**Activity:**
The answer is to be one number: the count of lines in this listing that have the string "PriceBook".

**Supplied entries:**
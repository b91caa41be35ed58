//! Registry of provider adapters per capability, with a designated default.

use std::collections::HashMap;
use std::sync::Arc;

use crate::errors::{DextractError, Result};

use super::ProviderKind;

/// Adapters keyed by provider name. One registry exists per capability
/// (prices, tokens), each instantiated with the trait object of that
/// capability. Registering the same kind twice replaces the earlier
/// adapter.
pub struct ProviderRegistry<P: ?Sized> {
    adapters: HashMap<ProviderKind, Arc<P>>,
    default: ProviderKind,
}

impl<P: ?Sized> ProviderRegistry<P> {
    pub fn new(default: ProviderKind) -> Self {
        Self {
            adapters: HashMap::new(),
            default,
        }
    }

    pub fn register(&mut self, kind: ProviderKind, adapter: Arc<P>) {
        if self.adapters.insert(kind, adapter).is_some() {
            log::debug!("replaced provider adapter for {}", kind);
        }
    }

    pub fn get(&self, kind: ProviderKind) -> Result<Arc<P>> {
        self.adapters
            .get(&kind)
            .cloned()
            .ok_or_else(|| DextractError::AdapterNotFound(kind.to_string()))
    }

    pub fn default_provider(&self) -> Result<Arc<P>> {
        self.get(self.default)
    }

    pub fn default_kind(&self) -> ProviderKind {
        self.default
    }

    /// Registered provider names, in stable order.
    pub fn providers(&self) -> Vec<ProviderKind> {
        let mut kinds: Vec<ProviderKind> = self.adapters.keys().copied().collect();
        kinds.sort();
        kinds
    }
}

#[cfg(test)]
mod tests {
    use async_trait::async_trait;

    use super::*;
    use crate::chains::ChainIdentifier;
    use crate::providers::{PriceProvider, TokenProvider};
    use crate::types::{PriceBook, Token, TokenList, TokenPrice};

    struct Stub;

    #[async_trait]
    impl PriceProvider for Stub {
        async fn prices(&self, _chain: ChainIdentifier) -> crate::Result<PriceBook> {
            unimplemented!("not exercised")
        }
        async fn price(
            &self,
            _chain: ChainIdentifier,
            _token_id: &str,
        ) -> crate::Result<Option<TokenPrice>> {
            unimplemented!("not exercised")
        }
    }

    #[async_trait]
    impl TokenProvider for Stub {
        async fn token_list(&self, _chain: ChainIdentifier) -> crate::Result<TokenList> {
            unimplemented!("not exercised")
        }
        async fn token(
            &self,
            _chain: ChainIdentifier,
            _token_id: &str,
        ) -> crate::Result<Option<Token>> {
            unimplemented!("not exercised")
        }
    }

    #[test]
    fn get_and_default_resolve_registered_adapters() {
        let mut registry: ProviderRegistry<dyn PriceProvider> =
            ProviderRegistry::new(ProviderKind::CoinGecko);
        registry.register(ProviderKind::CoinGecko, Arc::new(Stub));
        registry.register(ProviderKind::Jupiter, Arc::new(Stub));

        assert!(registry.get(ProviderKind::Jupiter).is_ok());
        assert!(registry.default_provider().is_ok());
        assert_eq!(registry.default_kind(), ProviderKind::CoinGecko);
        assert_eq!(
            registry.providers(),
            vec![ProviderKind::CoinGecko, ProviderKind::Jupiter]
        );
    }

    #[test]
    fn get_fails_for_unregistered_provider() {
        let registry: ProviderRegistry<dyn TokenProvider> =
            ProviderRegistry::new(ProviderKind::CoinGecko);
        let err = registry.get(ProviderKind::CoinMarketCap).err().unwrap();
        assert!(matches!(err, DextractError::AdapterNotFound(_)));
        // The default is not registered either.
        assert!(registry.default_provider().is_err());
    }
}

**Written reply:**
2